Written by Dan Kaminsky
I sat my first course back in 2010. I was 21 years old, about to graduate college, and rather confused about my next steps in life. It proved to be immensely helpful. I continued to sit courses and by my fourth course I decided to make dhamma one of the central pillars of my life. I took a job that was seasonal in large part so that I could spend the entire off-season sitting and serving courses.
During the work season I joined local committees, and helped organize non-center courses so that dhamma service became pretty central even when I was not at centers. Finally, I moved to a center to become a staff member. I left my position as a staff member early and am still very much processing my understanding of that experience and this organization at large.
At this stage I am feeling several major emotions when I think about this organization. The first and most dominant among them is gratitude that I found this path at all. Yet, underneath the layers of gratitude is the feeling of being truly misled. I devoted so much of my time to this organization really believing the claims of non-sectarianism and universality. At each stage more and more wasn’t sitting well with me, but I tried to observe it and continue to work on the cushion to feel the benefits.
To me, any organization that asks you to commit to following only their path if you’d like to progress, has very explicit messaging that their path is better than others, and doesn’t allow for exploration outside of itself, is walking in dangerous territories of religiosity.
In addition to the above regulations, the inclusion of highly theoretical subject matters that are sectarian by nature (in that only certain groups believe in them – reincarnation, karma, enlightenment) provides further feelings that this is a sectarian organization.

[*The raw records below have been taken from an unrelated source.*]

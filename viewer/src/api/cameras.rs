use actix_web::http::header::{CacheControl, CacheDirective, ContentType};
use actix_web::{get, web, HttpResponse};
use lookout_common::StillSource;
use serde_json::json;

use super::is_camera_name;

#[get("/cameras")]
async fn list_cameras(source: web::Data<dyn StillSource>) -> HttpResponse {
    HttpResponse::Ok().json(source.cameras())
}

#[get("/cameras/{name}")]
async fn camera_image(
    source: web::Data<dyn StillSource>,
    path: web::Path<String>,
) -> HttpResponse {
    let name = path.into_inner();
    if !is_camera_name(&name) {
        return HttpResponse::NotFound().json(json!({ "error": "unknown camera" }));
    }

    match source.latest_still(&name) {
        Some(still) => HttpResponse::Ok()
            .content_type(ContentType::jpeg())
            .insert_header(CacheControl(vec![CacheDirective::NoCache]))
            .body(still.data().clone()),
        None => {
            tracing::debug!(camera = %name, "No still to serve");
            HttpResponse::NotFound().json(json!({ "error": "no image for camera", "camera": name }))
        }
    }
}

pub fn configure(cfg: &mut web::ServiceConfig) {
    cfg.service(list_cameras).service(camera_image);
}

I don’t believe that Goenka viewed it this way; considering his context and how much of the typical buddhist theory he was able to strip away, I do presume he thought this was universal. So I don’t think Goenka, or anyone in this organization is intentionally misleading anyone. But I do believe that continuing to call this tradition universal and non-sectarian doesn’t feel to be truthful. Considering the emphasis on truth telling, continuing to package the organization as one thing, when there are very clear contradictions to me warrants very serious pause and reflection.

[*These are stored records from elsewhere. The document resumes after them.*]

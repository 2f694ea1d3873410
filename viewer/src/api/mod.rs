mod cameras;
mod dash;
mod system;

use actix_web::web;

pub fn configure(cfg: &mut web::ServiceConfig) {
    cfg.configure(system::configure)
        .configure(cameras::configure)
        .configure(dash::configure);
}

/// Camera names are restricted to `[A-Za-z0-9_-]`; anything else cannot
/// match a camera.
pub(crate) fn is_camera_name(name: &str) -> bool {
    !name.is_empty()
        && name
            .chars()
            .all(|c| c.is_ascii_alphanumeric() || c == '_' || c == '-')
}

I also feel gaslit. To me it is a rather obvious statement that reincarnation (for example) is not a universal idea. Yet when presenting questions or critiques like this I was essentially told that these comments are coming from my own baggage and are my own sankhara’s or paramis. That to me is really classic gaslighting.

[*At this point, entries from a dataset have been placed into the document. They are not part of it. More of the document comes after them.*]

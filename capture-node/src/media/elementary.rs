//! Raw elementary-stream segments: the codec header followed by every
//! packet, back to back. Playable by anything that reads Annex B H.264 or
//! concatenated JPEG.

use std::fs::File;
use std::io::{BufWriter, Write};
use std::path::{Path, PathBuf};

use super::{CodecDescriptors, Packet, SegmentMuxer, VideoCodec};
use crate::error::{CaptureError, Result};

pub fn extension_for(descriptors: &CodecDescriptors) -> &'static str {
    match descriptors.video().map(|video| video.codec) {
        Some(VideoCodec::H264) => "h264",
        Some(VideoCodec::H265) => "h265",
        Some(VideoCodec::Mjpeg) => "mjpeg",
        Some(VideoCodec::Other) | None => "bin",
    }
}

pub struct ElementaryMuxer {
    path: PathBuf,
    out: BufWriter<File>,
    bytes_written: u64,
}

impl ElementaryMuxer {
    pub fn create(path: &Path, descriptors: &CodecDescriptors) -> Result<Self> {
        let video = descriptors
            .video()
            .ok_or_else(|| CaptureError::WriterError("source has no video stream".to_string()))?;

        let mut out = BufWriter::new(File::create(path)?);
        out.write_all(&video.header)?;

        Ok(Self {
            path: path.to_path_buf(),
            out,
            bytes_written: video.header.len() as u64,
        })
    }
}

impl SegmentMuxer for ElementaryMuxer {
    fn write_packet(&mut self, packet: &Packet) -> Result<()> {
        self.out.write_all(&packet.data)?;
        self.bytes_written += packet.data.len() as u64;
        Ok(())
    }

    fn finish(self: Box<Self>) -> Result<()> {
        let Self {
            path,
            out,
            bytes_written,
        } = *self;
        let file = out
            .into_inner()
            .map_err(|e| CaptureError::WriterError(format!("{}: {}", path.display(), e)))?;
        file.sync_all()?;
        tracing::debug!("Finished {} ({} bytes)", path.display(), bytes_written);
        Ok(())
    }
}

#[cfg(test)]
mod tests {
    use super::*;
    use crate::media::CodecDescriptor;
    use bytes::Bytes;

    #[test]
    fn test_header_then_packets() {
        let dir = tempfile::tempdir().unwrap();
        let path = dir.path().join("cam.h264");
        let descriptors = CodecDescriptors::single(CodecDescriptor {
            codec: VideoCodec::H264,
            width: 1280,
            height: 720,
            framerate: Some(25),
            caps: None,
            header: Bytes::from_static(&[0, 0, 0, 1, 0x67]),
        });

        let mut muxer = Box::new(ElementaryMuxer::create(&path, &descriptors).unwrap());
        muxer
            .write_packet(&Packet {
                data: Bytes::from_static(&[0, 0, 0, 1, 0x65, 0xAA]),
                pts: None,
                duration: None,
                keyframe: true,
            })
            .unwrap();
        muxer.finish().unwrap();

        let written = std::fs::read(&path).unwrap();
        assert_eq!(written, vec![0, 0, 0, 1, 0x67, 0, 0, 0, 1, 0x65, 0xAA]);
        assert_eq!(extension_for(&descriptors), "h264");
    }
}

On day 9 Goenka gives a discourse about how people typically find fault outside of one’s self. When presenting critiques of the organization to then immediately fling the critique back on the critiquer feels to be missing a valuable opportunity to engage in the practice. Sure the critiquer needs to be aware of their own baggage. Yet ideally the organization and those in it can also take in the information, sit with it, observe themselves and see if there is any validity to the criticism. To be told in essence, the organization is perfect and the problem is you, has ultimately proved to be a rather harmful thing for me to hear over and over. I left long term service feeling pretty confused and isolated because of this messaging.
I have loved my time at this organization and I truly have gained so much from this practice and this organization. I am deeply grateful for all it has given me. But I also think really deep self-evaluation needs to occur. I hope that serious old students, AT’s and leaders in this tradition are up to the task of viewing the tradition as it is, and evaluating how best to meet students’ needs, remain true to the teaching and technique, and tell the truth about what the tradition is and is not.